EXERCISE INPUTS ▸
Start of Block

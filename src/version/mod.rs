// src/version/mod.rs

//! RPM version handling
//!
//! Parsing and ordering of `[epoch:]version[-release]` strings, the
//! comparison flags used by dependency entries, and the range overlap test
//! used to decide whether a provide satisfies a requirement.
//!
//! # Ordering
//!
//! Versions order by epoch, then version, then release. An absent epoch is
//! epoch 0, so `1.0` and `0:1.0` are equal and `1:1.0` beats both.
//! Version and release strings are compared with [`rpmvercmp`]:
//!
//! - Runs of digits and runs of letters form segments; every other
//!   character only separates segments.
//! - Digit segments compare numerically (`2.10 > 2.9`, leading zeros
//!   ignored); letter segments compare bytewise (`2.0a < 2.0b`).
//! - A digit segment is newer than a letter segment (`1.0 > 1.a`).
//! - `~` sorts before anything, even the end of the string
//!   (`1.0~rc1 < 1.0`).
//! - `^` sorts after the end of the string but before any further
//!   segment (`1.0 < 1.0^git1 < 1.0.1`).
//! - Otherwise the string with segments left over is newer (`1.0.1 > 1.0`).

use crate::error::{Error, Result};
use serde::{Deserialize, Serialize};
use std::cmp::Ordering;
use std::fmt;
use std::hash::{Hash, Hasher};
use std::str::FromStr;

/// Compare two version or release strings using RPM's segment rules
pub fn rpmvercmp(a: &str, b: &str) -> Ordering {
    if a == b {
        return Ordering::Equal;
    }

    let mut one = a.as_bytes();
    let mut two = b.as_bytes();

    loop {
        one = skip_separators(one);
        two = skip_separators(two);

        // Tilde sorts before everything
        let t1 = one.first() == Some(&b'~');
        let t2 = two.first() == Some(&b'~');
        if t1 || t2 {
            if !t1 {
                return Ordering::Greater;
            }
            if !t2 {
                return Ordering::Less;
            }
            one = &one[1..];
            two = &two[1..];
            continue;
        }

        // Caret sorts after end of string but before any other segment
        let c1 = one.first() == Some(&b'^');
        let c2 = two.first() == Some(&b'^');
        if c1 || c2 {
            if one.is_empty() {
                return Ordering::Less;
            }
            if two.is_empty() {
                return Ordering::Greater;
            }
            if !c1 {
                return Ordering::Greater;
            }
            if !c2 {
                return Ordering::Less;
            }
            one = &one[1..];
            two = &two[1..];
            continue;
        }

        if one.is_empty() || two.is_empty() {
            break;
        }

        let numeric = one[0].is_ascii_digit();
        let (seg1, rest1) = take_segment(one, numeric);
        let (seg2, rest2) = take_segment(two, numeric);
        one = rest1;
        two = rest2;

        // Segment types differ: numeric is newer
        if seg2.is_empty() {
            return if numeric {
                Ordering::Greater
            } else {
                Ordering::Less
            };
        }

        let ord = if numeric {
            let n1 = trim_leading_zeros(seg1);
            let n2 = trim_leading_zeros(seg2);
            n1.len().cmp(&n2.len()).then_with(|| n1.cmp(n2))
        } else {
            seg1.cmp(seg2)
        };
        if ord != Ordering::Equal {
            return ord;
        }
    }

    match (one.is_empty(), two.is_empty()) {
        (true, true) => Ordering::Equal,
        (true, false) => Ordering::Less,
        _ => Ordering::Greater,
    }
}

fn skip_separators(s: &[u8]) -> &[u8] {
    let start = s
        .iter()
        .position(|&c| c.is_ascii_alphanumeric() || c == b'~' || c == b'^')
        .unwrap_or(s.len());
    &s[start..]
}

fn take_segment(s: &[u8], numeric: bool) -> (&[u8], &[u8]) {
    let end = s
        .iter()
        .position(|c| {
            if numeric {
                !c.is_ascii_digit()
            } else {
                !c.is_ascii_alphabetic()
            }
        })
        .unwrap_or(s.len());
    s.split_at(end)
}

fn trim_leading_zeros(s: &[u8]) -> &[u8] {
    let start = s.iter().position(|&c| c != b'0').unwrap_or(s.len());
    &s[start..]
}

/// One comparable unit of a version string, as [`rpmvercmp`] sees it
#[derive(Debug, PartialEq, Eq, Hash)]
enum Segment<'a> {
    Tilde,
    Caret,
    Numeric(&'a [u8]),
    Alpha(&'a [u8]),
}

/// Split a string into the segments that [`rpmvercmp`] compares
///
/// Two strings compare equal exactly when their segment lists are equal.
fn segments(s: &str) -> Vec<Segment<'_>> {
    let mut rest = s.as_bytes();
    let mut out = Vec::new();
    loop {
        rest = skip_separators(rest);
        let Some(&first) = rest.first() else {
            return out;
        };
        match first {
            b'~' => {
                out.push(Segment::Tilde);
                rest = &rest[1..];
            }
            b'^' => {
                out.push(Segment::Caret);
                rest = &rest[1..];
            }
            c => {
                let numeric = c.is_ascii_digit();
                let (seg, tail) = take_segment(rest, numeric);
                out.push(if numeric {
                    Segment::Numeric(trim_leading_zeros(seg))
                } else {
                    Segment::Alpha(seg)
                });
                rest = tail;
            }
        }
    }
}

/// A parsed RPM version with epoch, version, and release components
///
/// Equality and hashing follow the ordering, so `1.0-1` and `1.00-1` are
/// the same version even though they print differently.
#[derive(Debug, Clone, Serialize, Deserialize)]
pub struct RpmVersion {
    pub epoch: u64,
    pub version: String,
    pub release: Option<String>,
}

impl RpmVersion {
    pub fn new(epoch: u64, version: impl Into<String>, release: Option<String>) -> Self {
        Self {
            epoch,
            version: version.into(),
            release,
        }
    }

    /// Build from the separate attributes used in repodata XML
    ///
    /// Missing or empty epoch means 0; an empty release means none.
    pub fn from_parts(epoch: Option<&str>, version: &str, release: Option<&str>) -> Result<Self> {
        let epoch = match epoch.map(str::trim) {
            None | Some("") => 0,
            Some(e) => e
                .parse::<u64>()
                .map_err(|err| Error::Parse(format!("invalid epoch '{}': {}", e, err)))?,
        };
        if version.is_empty() {
            return Err(Error::Parse("empty version".to_string()));
        }
        Ok(Self {
            epoch,
            version: version.to_string(),
            release: release.filter(|r| !r.is_empty()).map(str::to_string),
        })
    }

    /// Parse an RPM version string
    ///
    /// Format: [epoch:]version[-release]
    /// Examples:
    /// - "1.2.3" → epoch=0, version="1.2.3", release=None
    /// - "2:1.2.3" → epoch=2, version="1.2.3", release=None
    /// - "1:2.3.4-5.el8" → epoch=1, version="2.3.4", release=Some("5.el8")
    pub fn parse(s: &str) -> Result<Self> {
        let s = s.trim();
        let (epoch, rest) = match s.split_once(':') {
            Some((e, r)) => (Some(e), r),
            None => (None, s),
        };

        // The release is everything after the last dash
        let (version, release) = match rest.rsplit_once('-') {
            Some((v, r)) => (v, Some(r)),
            None => (rest, None),
        };

        Self::from_parts(epoch, version, release)
            .map_err(|e| Error::Parse(format!("invalid version '{}': {}", s, e)))
    }

    /// Compare version and release, ignoring the release when either side lacks one
    ///
    /// This is the comparison used for dependency matching: `>= 1.5`
    /// accepts `1.5-3` because the requirement does not name a release.
    pub fn compare_for_match(&self, other: &RpmVersion) -> Ordering {
        self.epoch
            .cmp(&other.epoch)
            .then_with(|| rpmvercmp(&self.version, &other.version))
            .then_with(|| match (&self.release, &other.release) {
                (Some(a), Some(b)) => rpmvercmp(a, b),
                _ => Ordering::Equal,
            })
    }
}

impl fmt::Display for RpmVersion {
    fn fmt(&self, f: &mut fmt::Formatter<'_>) -> fmt::Result {
        if self.epoch > 0 {
            write!(f, "{}:", self.epoch)?;
        }
        write!(f, "{}", self.version)?;
        if let Some(ref release) = self.release {
            write!(f, "-{}", release)?;
        }
        Ok(())
    }
}

impl FromStr for RpmVersion {
    type Err = Error;

    fn from_str(s: &str) -> Result<Self> {
        Self::parse(s)
    }
}

impl Ord for RpmVersion {
    fn cmp(&self, other: &Self) -> Ordering {
        self.epoch
            .cmp(&other.epoch)
            .then_with(|| rpmvercmp(&self.version, &other.version))
            .then_with(|| {
                rpmvercmp(
                    self.release.as_deref().unwrap_or(""),
                    other.release.as_deref().unwrap_or(""),
                )
            })
    }
}

impl PartialOrd for RpmVersion {
    fn partial_cmp(&self, other: &Self) -> Option<Ordering> {
        Some(self.cmp(other))
    }
}

impl PartialEq for RpmVersion {
    fn eq(&self, other: &Self) -> bool {
        self.cmp(other) == Ordering::Equal
    }
}

impl Eq for RpmVersion {}

impl Hash for RpmVersion {
    fn hash<H: Hasher>(&self, state: &mut H) {
        self.epoch.hash(state);
        segments(&self.version).hash(state);
        segments(self.release.as_deref().unwrap_or("")).hash(state);
    }
}

/// Comparison flag of a dependency entry (`flags="GE"` in repodata)
#[derive(Debug, Clone, Copy, PartialEq, Eq, Hash, PartialOrd, Ord, Serialize, Deserialize)]
pub enum DepFlag {
    #[serde(rename = "EQ")]
    Eq,
    #[serde(rename = "LT")]
    Lt,
    #[serde(rename = "LE")]
    Le,
    #[serde(rename = "GT")]
    Gt,
    #[serde(rename = "GE")]
    Ge,
}

impl DepFlag {
    pub fn from_repodata(s: &str) -> Result<Self> {
        match s {
            "EQ" => Ok(Self::Eq),
            "LT" => Ok(Self::Lt),
            "LE" => Ok(Self::Le),
            "GT" => Ok(Self::Gt),
            "GE" => Ok(Self::Ge),
            other => Err(Error::Parse(format!("unknown dependency flag '{}'", other))),
        }
    }

    /// Parse the operator spelling used in rich dependencies and spec files
    pub fn from_operator(s: &str) -> Option<Self> {
        match s {
            "=" | "==" => Some(Self::Eq),
            "<" => Some(Self::Lt),
            "<=" | "=<" => Some(Self::Le),
            ">" => Some(Self::Gt),
            ">=" | "=>" => Some(Self::Ge),
            _ => None,
        }
    }

    fn less(self) -> bool {
        matches!(self, Self::Lt | Self::Le)
    }

    fn greater(self) -> bool {
        matches!(self, Self::Gt | Self::Ge)
    }

    fn equal(self) -> bool {
        matches!(self, Self::Eq | Self::Le | Self::Ge)
    }

    pub fn operator(self) -> &'static str {
        match self {
            Self::Eq => "=",
            Self::Lt => "<",
            Self::Le => "<=",
            Self::Gt => ">",
            Self::Ge => ">=",
        }
    }
}

impl fmt::Display for DepFlag {
    fn fmt(&self, f: &mut fmt::Formatter<'_>) -> fmt::Result {
        write!(f, "{}", self.operator())
    }
}

/// Check whether two versioned ranges overlap
///
/// `None` on either side means "any version". This is RPM's rule for
/// matching a provide against a requirement, a conflict or an obsolete.
pub fn ranges_overlap(
    a: Option<(DepFlag, &RpmVersion)>,
    b: Option<(DepFlag, &RpmVersion)>,
) -> bool {
    let (Some((af, av)), Some((bf, bv))) = (a, b) else {
        return true;
    };

    match av.compare_for_match(bv) {
        Ordering::Less => af.greater() || bf.less(),
        Ordering::Greater => af.less() || bf.greater(),
        Ordering::Equal => {
            (af.equal() && bf.equal()) || (af.less() && bf.less()) || (af.greater() && bf.greater())
        }
    }
}
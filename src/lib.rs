// src/lib.rs

//! Repoclosure
//!
//! Computes reproducible RPM dependency closures from cryptographically
//! verified repository metadata, for hermetic build systems.
//!
//! # Architecture
//!
//! - Fetch: metalink → mirror → `repomd.xml` → primary/filelists, every
//!   artifact verified against a digest from an already-trusted document
//! - Universe: the union of all repositories' packages, indexed by capability
//! - Resolve: closure pruning, obsoletes, then a SAT solve with one version
//!   per package name
//!
//! ```ignore
//! use repoclosure::{Config, Universe, resolver};
//!
//! let config = Config::load("repos.toml".as_ref())?;
//! let universe = Universe::load_cached(&config)?;
//! let request = resolver::ResolutionRequest::new(["bash"]);
//! let resolution = resolver::resolve(&universe, &request)?;
//! ```

pub mod compression;
pub mod config;
mod error;
pub mod hash;
pub mod repository;
pub mod resolver;
pub mod universe;
pub mod version;

pub use config::{Config, RepositoryConfig};
pub use error::{Error, FetchStage, Result};
pub use hash::{Hash, HashAlgorithm, Hasher};
pub use repository::{MetadataCache, RepoFetcher, RepositoryClient, Transport};
pub use resolver::{resolve, Resolution, ResolutionRequest, ResolvedPackage};
pub use universe::{Capability, Package, PackageId, Universe};
pub use version::{DepFlag, RpmVersion};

End of Block

WHAT YOU NEED TO DO ▸
Set down the lines above as they stand, starting with the first line and ending with the line that contains "use std::str::FromStr;".

ANSWER SPACE ▸
filename src/version/mod.rs
// src/version/mod.rs

//! RPM version handling
//!
//! Parsing and ordering of `[epoch:]version[-release]` strings, the
//! comparison flags used by dependency entries, and the range overlap test
//! used to decide whether a provide satisfies a requirement.
//!
//! # Ordering
//!
//! Versions order by epoch, then version, then release. An absent epoch is
//! epoch 0, so `1.0` and `0:1.0` are equal and `1:1.0` beats both.
//! Version and release strings are compared with [`rpmvercmp`]:
//!
//! - Runs of digits and runs of letters form segments; every other
//!   character only separates segments.
//! - Digit segments compare numerically (`2.10 > 2.9`, leading zeros
//!   ignored); letter segments compare bytewise (`2.0a < 2.0b`).
//! - A digit segment is newer than a letter segment (`1.0 > 1.a`).
//! - `~` sorts before anything, even the end of the string
//!   (`1.0~rc1 < 1.0`).
//! - `^` sorts after the end of the string but before any further
//!   segment (`1.0 < 1.0^git1 < 1.0.1`).
//! - Otherwise the string with segments left over is newer (`1.0.1 > 1.0`).

use crate::error::{Error, Result};
use serde::{Deserialize, Serialize};
use std::cmp::Ordering;
use std::fmt;
use std::hash::{Hash, Hasher};
use std::str::FromStr;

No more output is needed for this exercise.